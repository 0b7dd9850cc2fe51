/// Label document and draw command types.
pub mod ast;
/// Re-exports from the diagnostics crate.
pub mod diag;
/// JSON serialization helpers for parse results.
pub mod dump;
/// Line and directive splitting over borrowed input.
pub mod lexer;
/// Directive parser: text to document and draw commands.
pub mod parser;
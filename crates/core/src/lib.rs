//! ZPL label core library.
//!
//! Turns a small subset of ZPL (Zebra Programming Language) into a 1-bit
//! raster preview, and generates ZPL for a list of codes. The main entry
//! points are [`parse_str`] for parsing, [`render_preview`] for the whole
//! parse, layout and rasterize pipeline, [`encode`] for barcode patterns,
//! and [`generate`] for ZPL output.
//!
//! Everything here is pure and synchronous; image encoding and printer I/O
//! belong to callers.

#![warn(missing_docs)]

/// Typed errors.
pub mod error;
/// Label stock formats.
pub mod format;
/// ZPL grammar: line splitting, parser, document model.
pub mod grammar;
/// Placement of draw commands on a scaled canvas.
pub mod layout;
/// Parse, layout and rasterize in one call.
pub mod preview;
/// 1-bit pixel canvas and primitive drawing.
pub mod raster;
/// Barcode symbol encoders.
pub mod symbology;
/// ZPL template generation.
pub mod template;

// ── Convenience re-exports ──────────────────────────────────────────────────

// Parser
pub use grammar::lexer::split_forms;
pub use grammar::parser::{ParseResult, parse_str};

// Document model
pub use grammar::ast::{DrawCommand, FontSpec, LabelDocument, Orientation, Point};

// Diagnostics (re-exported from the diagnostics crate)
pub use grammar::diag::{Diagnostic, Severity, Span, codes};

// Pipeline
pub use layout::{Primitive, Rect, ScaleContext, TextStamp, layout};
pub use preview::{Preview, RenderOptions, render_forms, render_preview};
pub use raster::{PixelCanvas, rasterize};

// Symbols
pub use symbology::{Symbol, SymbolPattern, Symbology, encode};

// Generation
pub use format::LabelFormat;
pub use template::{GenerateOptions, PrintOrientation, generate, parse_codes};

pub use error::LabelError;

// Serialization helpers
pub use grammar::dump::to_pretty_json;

- _AIM OF THE EXERCISE_
Whenever a line in the entries holds the word "splitting", copy that line.

- _ANSWER FOR THE TASK_
/// Line and directive splitting over borrowed input.
/// ZPL grammar: line splitting, parser, document model.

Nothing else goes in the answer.